▸ Prompt:
Nothing but the lines from the top of the following entries through the line with "events: &[DisturbanceEvent]) ->" should be printed, exactly as they are.
(Source records begins)
//! Disturbance rate aggregation.
//!
//! A survey is identified by its group, area and day, not by `globalid`:
//! every clean count-block record of that day belongs to the same survey.
//! Each survey's rate is its event count over the elapsed time from the
//! earliest start to the latest end. Annual results average the rate over
//! the contributing survey records, so a survey covering more blocks
//! weighs more.

use crate::analysis::groupings::{group_indices, mean_present};
use crate::model::{AnnotatedSurvey, DisturbanceEvent, DisturbanceResult};
use crate::qaqc::date_key;
use chrono::{Datelike, NaiveDateTime};
use std::collections::{BTreeMap, HashMap};

const SECONDS_PER_DAY: f64 = 86_400.0;

/// Per-survey intermediate values, one entry per survey identity key.
#[derive(Debug, Clone, PartialEq)]
pub struct SurveyRate {
    /// `group_name + survey_area + date`.
    pub survey_id: String,
    pub survey_start: NaiveDateTime,
    pub survey_end: Option<NaiveDateTime>,
    pub events: usize,
    /// Elapsed survey time in days. `None` when no record has an end time.
    pub interval_days: Option<f64>,
    /// `events / interval_days`. `None` when the interval is missing or zero.
    pub disturb_rate: Option<f64>,
}

/// Identity key of the survey a record belongs to.
pub fn survey_id(row: &AnnotatedSurvey) -> String {
    format!(
        "{}{}{}",
        row.survey.group_name,
        row.survey.survey_area,
        date_key(&row.calendar)
    )
}

/// Computes the event count, elapsed time and rate of every survey.
/// Results are ordered by survey identity key.
pub fn survey_rates(surveys: &[AnnotatedSurvey], events: &[DisturbanceEvent]) -> Vec<SurveyRate> {
    let mut events_per_parent: HashMap<&str, usize> = HashMap::new();
    for event in events {
        if let Some(parent) = event.parentglobalid.as_deref() {
            *events_per_parent.entry(parent).or_default() += 1;
        }
    }

    let groups = group_indices(surveys, survey_id);
    let mut rates = Vec::with_capacity(groups.len());

    for (survey_id, indices) in groups {
        let rows = indices.iter().map(|&i| &surveys[i]);
        let Some(survey_start) = rows.clone().map(|r| r.survey.start_date).min() else {
            continue;
        };
        let survey_end = rows.clone().filter_map(|r| r.survey.end_date).max();
        let events = rows
            .map(|r| {
                events_per_parent
                    .get(r.survey.globalid.as_str())
                    .copied()
                    .unwrap_or(0)
            })
            .sum::<usize>();

        let interval_days = survey_end.map(|end| {
            (end - survey_start).num_milliseconds() as f64 / 1000.0 / SECONDS_PER_DAY
        });
        let disturb_rate = match interval_days {
            Some(days) if days != 0.0 => Some(events as f64 / days),
            _ => None,
        };

        rates.push(SurveyRate {
            survey_id,
            survey_start,
            survey_end,
            events,
            interval_days,
            disturb_rate,
        });
    }
    rates
}

/// Mean disturbance rate per (group_name, survey_area, year), averaged over
/// every survey record that carries a defined rate. Groups whose rates are
/// all undefined publish no value. Ordered by the grouping key.
pub fn mean_rates_by_year(
    surveys: &[AnnotatedSurvey],
    rates: &[SurveyRate],
) -> Vec<DisturbanceResult> {
    let rate_by_id: HashMap<&str, Option<f64>> = rates
        .iter()
        .map(|r| (r.survey_id.as_str(), r.disturb_rate))
        .collect();

    let mut per_year: BTreeMap<(String, String, i32), Vec<Option<f64>>> = BTreeMap::new();
    for row in surveys {
        let rate = rate_by_id.get(survey_id(row).as_str()).copied().flatten();
        per_year
            .entry((
                row.survey.group_name.clone(),
                row.survey.survey_area.clone(),
                row.survey.start_date.year(),
            ))
            .or_default()
            .push(rate);
    }

    per_year
        .into_iter()
        .map(|((group_name, survey_area, year), rates)| DisturbanceResult {
            group_name,
            survey_area,
            year,
            disturbs_per_day: mean_present(rates),
        })
        .collect()
}

/// Full disturbance aggregation over surveys that already passed QAQC.
pub fn disturbance_results(
    surveys: &[AnnotatedSurvey],
    events: &[DisturbanceEvent],
) -> (Vec<DisturbanceResult>, Vec<SurveyRate>) {
    let rates = survey_rates(surveys, events);
    (mean_rates_by_year(surveys, &rates), rates)
}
(Source records ends)
▸ Exercise solution:
//! Disturbance rate aggregation.
//!
//! A survey is identified by its group, area and day, not by `globalid`:
//! every clean count-block record of that day belongs to the same survey.
//! Each survey's rate is its event count over the elapsed time from the
//! earliest start to the latest end. Annual results average the rate over
//! the contributing survey records, so a survey covering more blocks
//! weighs more.

use crate::analysis::groupings::{group_indices, mean_present};
use crate::model::{AnnotatedSurvey, DisturbanceEvent, DisturbanceResult};
use crate::qaqc::date_key;
use chrono::{Datelike, NaiveDateTime};
use std::collections::{BTreeMap, HashMap};

const SECONDS_PER_DAY: f64 = 86_400.0;

/// Per-survey intermediate values, one entry per survey identity key.
#[derive(Debug, Clone, PartialEq)]
pub struct SurveyRate {
    /// `group_name + survey_area + date`.
    pub survey_id: String,
    pub survey_start: NaiveDateTime,
    pub survey_end: Option<NaiveDateTime>,
    pub events: usize,
    /// Elapsed survey time in days. `None` when no record has an end time.
    pub interval_days: Option<f64>,
    /// `events / interval_days`. `None` when the interval is missing or zero.
    pub disturb_rate: Option<f64>,
}

/// Identity key of the survey a record belongs to.
pub fn survey_id(row: &AnnotatedSurvey) -> String {
    format!(
        "{}{}{}",
        row.survey.group_name,
        row.survey.survey_area,
        date_key(&row.calendar)
    )
}

/// Computes the event count, elapsed time and rate of every survey.
/// Results are ordered by survey identity key.
pub fn survey_rates(surveys: &[AnnotatedSurvey], events: &[DisturbanceEvent]) -> Vec<SurveyRate> {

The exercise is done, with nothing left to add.